▸ EXERCISE
Look below for the line containing "pub use bluecore_infrastructure::*;". Output it and each remaining line of the entries exactly, and nothing else.
Segment Open
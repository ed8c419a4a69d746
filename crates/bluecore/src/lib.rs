//! # bluecore
//!
//! Module composition and lifecycle core for a layered protocol stack.
//!
//! Subsystems are modules that declare their dependencies; a
//! [`ModuleRegistry`](infrastructure::module::ModuleRegistry) starts them in
//! dependency order, gives each its own handler thread, and stops them in
//! reverse. Facades expose subsystems to test harnesses through a shared
//! remote-procedure server.
//!
//! ## Example
//!
//! ```ignore
//! use bluecore::bootstrap::build_registry;
//! use bluecore::infrastructure::config::AppConfig;
//! use bluecore::server::RpcServerModule;
//!
//! let mut registry = build_registry(&AppConfig::default())?;
//! registry.start_all().await?;
//! let server = registry.get::<RpcServerModule>()?;
//! let reply = server
//!     .dispatch("bluetooth.security.SecurityModuleFacade", "GetStatus", serde_json::json!({}))
//!     .await?;
//! drop(server);
//! registry.stop_all().await?;
//! ```
//!
//! ## Architecture
//!
//! - `domain` - errors, module identity, service ports
//! - `infrastructure` - module framework, handlers, config, logging
//! - `server` - remote-procedure server module and facade hosting
//! - `providers` - subsystem modules and the security facade

pub mod bootstrap;
pub mod commands;

/// Domain layer - errors, module identity and ports
pub mod domain {
    pub use bluecore_domain::*;
}

/// Infrastructure layer - module framework, config and logging
pub mod infrastructure {
    pub use bluecore_infrastructure::*;
}

/// Server layer - remote-procedure server and facades
pub mod server {
    pub use bluecore_server::*;
}

/// Providers layer - subsystem modules
pub mod providers {
    pub use bluecore_providers::*;
}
Segment Closed
▸ OUTPUT OF THE TASK
    pub use bluecore_infrastructure::*;
}

/// Server layer - remote-procedure server and facades
pub mod server {
    pub use bluecore_server::*;
}

/// Providers layer - subsystem modules
pub mod providers {
    pub use bluecore_providers::*;
}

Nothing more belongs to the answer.